Had another car go in the ditch below the house today. :Grin: 

If only Mrs D shut the bloody curtain when getting dressed after a shower :Yaeh Am Not Durnk: 

Heres pics ..... of car

----------


## GravelBen

Went up on an angle from the right (2nd gear low range), wee bump on the steepest bit and she took off backwards with the wheels going forwards. Grabbed reverse and eventually managed to swing it round and back out of it just here:



Wasn't far off going all roly-poly! Couple of years back but I still remember it fairly well.

Nearly cleaned out a horse on friday night too, clever animal decided it was a good idea to stroll across SH1 about 20m in front of me.

----------


## GravelBen

> This is turn one Levels (Timaru) if you are familiar with the track.


The esses off the front straight? It does feel a fair bit tighter through there than it looks from trackside, and the corner arrives pretty quick!

----------


## Toby

I dont have any photos but my and my mate got stuck down by the river once, We shot a deer in the morning threw it in the back of the rodeo(crappy holden 2wd) and took it to the chiller then thought we would try our luck for a trout,also wash out the back of the ute. We backed down this little road to the river and started fishing then water started rising so we were outies. a quick wash then into the ute start going up then it started skidding and going back to the river. Lucky for us one of the local farmers was taking some stock down the road said he would be back later with his tractor to pull us out. Its funny he didnt wonder what 2 young guys are doing with a truck any way. anyway he came back and tried pulling us out with this old rope but it snapped, so we went over the road to the metal pit there and took some bailing twine off the screen that was there and that shit pulled us out. since no photos heres some awesome painting to give you idea

----------


## gadgetman

Excellent work there Toby!

----------


## veitnamcam

> I dont have any photos but my and my mate got stuck down by the river once, We shot a deer in the morning threw it in the back of the rodeo(crappy holden 2wd) and took it to the chiller then thought we would try our luck for a trout,also wash out the back of the ute. We backed down this little road to the river and started fishing then water started rising so we were outies. a quick wash then into the ute start going up then it started skidding and going back to the river. Lucky for us one of the local farmers was taking some stock down the road said he would be back later with his tractor to pull us out.
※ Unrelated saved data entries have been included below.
//! A spam/ham email classifier: a TF-IDF vectorizer followed by a
//! multinomial Naive Bayes classifier, fit and invoked as one pipeline.
//!
//! # Basic Usage
//!
//! ```rust
//! # fn main() -> Result<(), Box<dyn std::error::Error>> {
//! use email_classifier::{Dataset, Pipeline};
//!
//! let (train, test) = Dataset::sample().train_test_split(0.25, 42)?;
//! let pipeline = Pipeline::builder().fit(&train)?;
//! println!("Holdout accuracy: {:.4}", pipeline.score(&test)?);
//!
//! let prediction = pipeline.predict("URGENT! You have won a free prize")?;
//! println!("Predicted class: {}", prediction.label);
//! # Ok(())
//! # }
//! ```
//!
//! # Persistence and Serving
//!
//! A fitted [`Pipeline`] is written to a single JSON file by [`ModelStore`]
//! and served over HTTP by [`server::serve`]:
//!
//! ```rust,no_run
//! # async fn run() -> Result<(), Box<dyn std::error::Error>> {
//! use email_classifier::{Dataset, ModelStore, Pipeline, ServeConfig};
//!
//! let pipeline = Pipeline::builder().fit(&Dataset::sample())?;
//! ModelStore::new("email_classifier.json").save(&pipeline)?;
//!
//! email_classifier::server::serve(&ServeConfig::default()).await?;
//! # Ok(())
//! # }
//! ```

pub mod classifier;
pub mod config;
pub mod dataset;
pub mod model_store;
pub mod server;
pub mod training;

pub use classifier::{
    ClassifierError, MultinomialNb, Pipeline, PipelineBuilder, PipelineInfo, Prediction, TfidfVectorizer,
    VectorizerConfig,
};
pub use config::{ServeConfig, TrainConfig};
pub use dataset::{Dataset, DatasetError, Example};
pub use model_store::{ModelError, ModelStore};
pub use training::{TrainError, TrainingReport};

pub fn init_logger() {
    env_logger::Builder::from_env(env_logger::Env::default().default_filter_or("info")).init();
}
mod error;
mod vectorizer;
mod naive_bayes;
mod pipeline;
pub mod builder;
mod utils;

pub use error::ClassifierError;
pub use vectorizer::{TfidfVectorizer, VectorizerConfig};
pub use naive_bayes::MultinomialNb;
pub use pipeline::{Pipeline, Prediction};
pub use builder::PipelineBuilder;

/// Information about a fitted pipeline
#[derive(Debug, Clone, PartialEq)]
pub struct PipelineInfo {
    /// Number of classes the classifier is trained on
    pub num_classes: usize,
    /// Labels of the classes, in sorted order
    pub class_labels: Vec<String>,
    /// Number of terms in the TF-IDF vocabulary
    pub vocabulary_size: usize,
    /// Additive smoothing used by the classifier
    pub alpha: f64,
}
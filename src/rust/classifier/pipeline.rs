use std::collections::BTreeMap;

use serde::{Deserialize, Serialize};

use super::error::ClassifierError;
use super::naive_bayes::MultinomialNb;
use super::vectorizer::TfidfVectorizer;
use crate::Dataset;

/// The result of classifying one piece of text.
#[derive(Debug, Clone, PartialEq, Serialize, Deserialize)]
pub struct Prediction {
    /// The most probable class label
    pub label: String,
    /// Probability for every known class, summing to one
    pub scores: BTreeMap<String, f64>,
}

/// A fitted TF-IDF vectorizer followed by a multinomial Naive Bayes classifier,
/// fit and invoked as one unit.
///
/// # Thread Safety
///
/// A fitted pipeline is never mutated, so it can be shared across threads or
/// async tasks behind an `Arc` without locking.
///
/// ```rust
/// # fn main() -> Result<(), Box<dyn std::error::Error>> {
/// use email_classifier::{Dataset, Pipeline};
///
/// let pipeline = Pipeline::builder().fit(&Dataset::sample())?;
/// let prediction = pipeline.predict("Claim your free prize now!")?;
/// println!("{} {:?}", prediction.label, prediction.scores);
/// # Ok(())
/// # }
/// ```
#[derive(Debug, Clone, Serialize, Deserialize)]
pub struct Pipeline {
    vectorizer: TfidfVectorizer,
    classifier: MultinomialNb,
}

// Compile-time verification of thread-safety
const _: () = {
    fn assert_send_sync<T: Send + Sync>() {}
    fn verify_thread_safety() {
        assert_send_sync::<Pipeline>();
    }
};

impl Pipeline {
    /// Creates a PipelineBuilder for fluent construction
    pub fn builder() -> super::builder::PipelineBuilder {
        super::builder::PipelineBuilder::new()
    }

    pub(crate) fn from_parts(vectorizer: TfidfVectorizer, classifier: MultinomialNb) -> Self {
        Self { vectorizer, classifier }
    }

    /// Returns information about the fitted pipeline
    pub fn info(&self) -> super::PipelineInfo {
        super::PipelineInfo {
            num_classes: self.classifier.classes().len(),
            class_labels: self.classifier.classes().to_vec(),
            vocabulary_size: self.vectorizer.vocabulary_size(),
            alpha: self.classifier.alpha(),
        }
    }

    /// The known class labels in sorted order.
    pub fn classes(&self) -> &[String] {
        self.classifier.classes()
    }

    /// Predicts the class of `text` together with per-class probabilities.
    ///
    /// Text without any known term (including the empty string) is scored on
    /// the class priors alone.
    ///
    /// # Example
    /// ```rust
    /// # use email_classifier::{Dataset, Pipeline};
    /// # fn main() -> Result<(), Box<dyn std::error::Error>> {
    /// # let pipeline = Pipeline::builder().fit(&Dataset::sample())?;
    /// let prediction = pipeline.predict("Are you coming to the meeting?")?;
    /// for (class, probability) in &prediction.scores {
    ///     println!("{}: {:.2}", class, probability);
    /// }
    /// # Ok(())
    /// # }
    /// ```
    pub fn predict(&self, text: &str) -> Result<Prediction, ClassifierError> {
        let features = self.vectorizer.transform(text)?;
        let proba = self.classifier.predict_proba(features.view())?;
        let best = MultinomialNb::argmax(proba.view());

        let scores = self
            .classifier
            .classes()
            .iter()
            .cloned()
            .zip(proba.iter().cloned())
            .collect();

        Ok(Prediction {
            label: self.classifier.classes()[best].clone(),
            scores,
        })
    }

    /// Predicts only the label of `text`.
    pub fn predict_label(&self, text: &str) -> Result<&str, ClassifierError> {
        let features = self.vectorizer.transform(text)?;
        self.classifier.predict(features.view())
    }

    /// Fraction of examples in `dataset` whose label is predicted exactly.
    pub fn score(&self, dataset: &Dataset) -> Result<f64, ClassifierError> {
        if dataset.is_empty() {
            return Err(ClassifierError::ValidationError(
                "Cannot score on an empty dataset".into(),
            ));
        }
        let mut correct = 0usize;
        for example in dataset.iter() {
            if self.predict_label(&example.text)? == example.label {
                correct += 1;
            }
        }
        Ok(correct as f64 / dataset.len() as f64)
    }

    /// Checks that the vectorizer and classifier were fitted together.
    pub fn validate(&self) -> Result<(), ClassifierError> {
        self.vectorizer.validate()?;
        self.classifier.validate()?;
        if self.vectorizer.vocabulary_size() != self.classifier.n_features() {
            return Err(ClassifierError::ModelError(format!(
                "Vectorizer produces {} features but the classifier expects {}",
                self.vectorizer.vocabulary_size(),
                self.classifier.n_features()
            )));
        }
        Ok(())
    }
}
//! Backoff retry for individual RPC calls
//!
//! The retry layer knows nothing about endpoints: it re-runs one operation
//! while a predicate says the failure is worth retrying, sleeping with
//! exponential backoff between attempts. Endpoint rotation is layered on top
//! in [`super::fallback`].

use std::future::Future;
use std::time::Duration;
use tracing::{debug, warn};

use crate::clock::Clock;
use crate::error::{Error, Result};

/// RPC retry configuration
#[derive(Debug, Clone, PartialEq)]
pub struct RetryConfig {
    /// Total attempts including the first one
    pub max_attempts: u32,
    /// Initial backoff duration
    pub initial_backoff: Duration,
    /// Maximum backoff duration
    pub max_backoff: Duration,
    /// Backoff multiplier for exponential growth
    pub backoff_multiplier: f64,
}

impl Default for RetryConfig {
    fn default() -> Self {
        Self {
            max_attempts: 8,
            initial_backoff: Duration::from_millis(300),
            max_backoff: Duration::from_secs(4),
            backoff_multiplier: 1.8,
        }
    }
}

impl RetryConfig {
    /// Single attempt, no backoff
    pub fn no_retry() -> Self {
        Self {
            max_attempts: 1,
            ..Self::default()
        }
    }

    /// Calculate backoff duration after a failed attempt (0-indexed)
    pub fn backoff_for_attempt(&self, attempt: u32) -> Duration {
        let backoff_ms =
            self.initial_backoff.as_millis() as f64 * self.backoff_multiplier.powi(attempt as i32);
        let capped = backoff_ms.min(self.max_backoff.as_millis() as f64);
        Duration::from_millis(capped.round() as u64)
    }

    /// Whether another attempt is allowed after `attempt` (0-indexed) failed
    pub fn should_retry(&self, attempt: u32) -> bool {
        attempt + 1 < self.max_attempts
    }
}

/// Execute `operation` until it succeeds, fails non-retryably, or the
/// attempt budget is spent. The last error is returned unchanged.
pub async fn with_retry<T, F, Fut, P>(
    config: &RetryConfig,
    clock: &dyn Clock,
    label: &str,
    is_retryable: P,
    mut operation: F,
) -> Result<T>
where
    F: FnMut(u32) -> Fut,
    Fut: Future<Output = Result<T>>,
    P: Fn(&Error) -> bool,
{
    let mut attempt = 0u32;

    loop {
        match operation(attempt).await {
            Ok(result) => return Ok(result),
            Err(e) => {
                if !is_retryable(&e) {
                    debug!(label, attempt, error = %e, "Non-retryable error");
                    return Err(e);
                }
                if !config.should_retry(attempt) {
                    warn!(
                        label,
                        attempts = attempt + 1,
                        error = %e,
                        "Retry budget exhausted"
                    );
                    return Err(e);
                }

                let backoff = config.backoff_for_attempt(attempt);
                debug!(
                    label,
                    attempt,
                    max = config.max_attempts,
                    ?backoff,
                    error = %e,
                    "Retrying after backoff"
                );
                clock.sleep(backoff).await;
                attempt += 1;
            }
        }
    }
}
Its funny he didnt wonder what 2 young guys are doing with a truck any way. anyway he came back and tried pulling us out with this old rope but it snapped, so we went over the road to the metal pit there and took some bailing twine off the screen that was there and that shit pulled us out. since no photos heres some awesome painting to give you idea
> 
> Attachment 4139
> 
> Attachment 4140


 :Grin:  Iv lost count of how many young(and not so young) guys iv pulled out of our local river

----------


## Toby

young as in 15, 16 young?

----------


## veitnamcam

Yep and all the way up to 60y olds :Grin:

----------


## Toby

poor old cunts, you would think they would know better.

----------


## veitnamcam

Its not 4wding if you dont get stuck but you should have some way of getting your vehicle out :Grin:

----------


## Toby

If im with dad me and my brother end up being the "thing" to get us out

----------


## Spudattack



----------


## Dundee

> Iv lost count of how many young(and not so young) guys iv pulled out of our local river


I had too wake up a farmer one night after my old holden rodeo got stuck in whats called "drycreek" it wasn't the water that got me stuck but the lose metal,late at night with a gal Toby..........I mean a gun :Grin:

----------


## Toby

> I had too wake up a farmer one night after my old holden rodeo got stuck in whats called "drycreek" it wasn't the water that got me stuck but the lose metal,late at night with a gal Toby..........I mean a gun


Same thing here, we were skidding over the top of the rocks it pushed them behind the tyre then sunk in the mud, 

Shame it wasn't a gal, Night time gets cold you could do with some warming up

----------


## Dundee

> Same thing here, we were skidding over the top of the rocks it pushed them behind the tyre then sunk in the mud, 
> 
> Shame it wasn't a gal, Night time gets cold you could do with some warming up


It was a gal :Yaeh Am Not Durnk:  :Grin: But had me gun too :Cool:

----------


## Toby

> It was a galBut had me gun too


Best of both worlds. Keep her mouth occupied as to keep her quite while you wait for a deer to sneak out for a feed,  kick her off, grab gun, boom! that would be a great night.

----------


## BRADS

Trying to cross a flooded paddock to save some stock next to the Manawatu River.
Bugger

----------


## Toby

Is that a Land cruiser

----------


## BRADS

Mate that was a rather good hilux, Was.....
She stopped in the shallow stuff......
I drove into a hidden bull hole, it was halfway up the windows.

----------


## CreepingDeath

Nekk minnit

Sent from my GT-I9300 using Tapatalk 2

----------


## P38

> Attachment 4150


Spud

The wheels rotate the other way.

Cheers
Pete

----------


## Spudattack

> Spud
> 
> The wheels rotate the other way.
> 
> Cheers
> Pete


Shit, well spotted! Hadn't even thought of that, although when I first saw it something did seem off!

----------


## Dundee

Another mishap on our road tonight

the pic don't do the part it was nearly flipping over

----------


## gadgetman

Driver would want to close the door gently on that one Dundee.

----------


## Dundee

The pictures don't really take the serious implications of this whoopsie,if we pulled the ute out from the front it would of rolled so I anchored a second tractor to the back end. 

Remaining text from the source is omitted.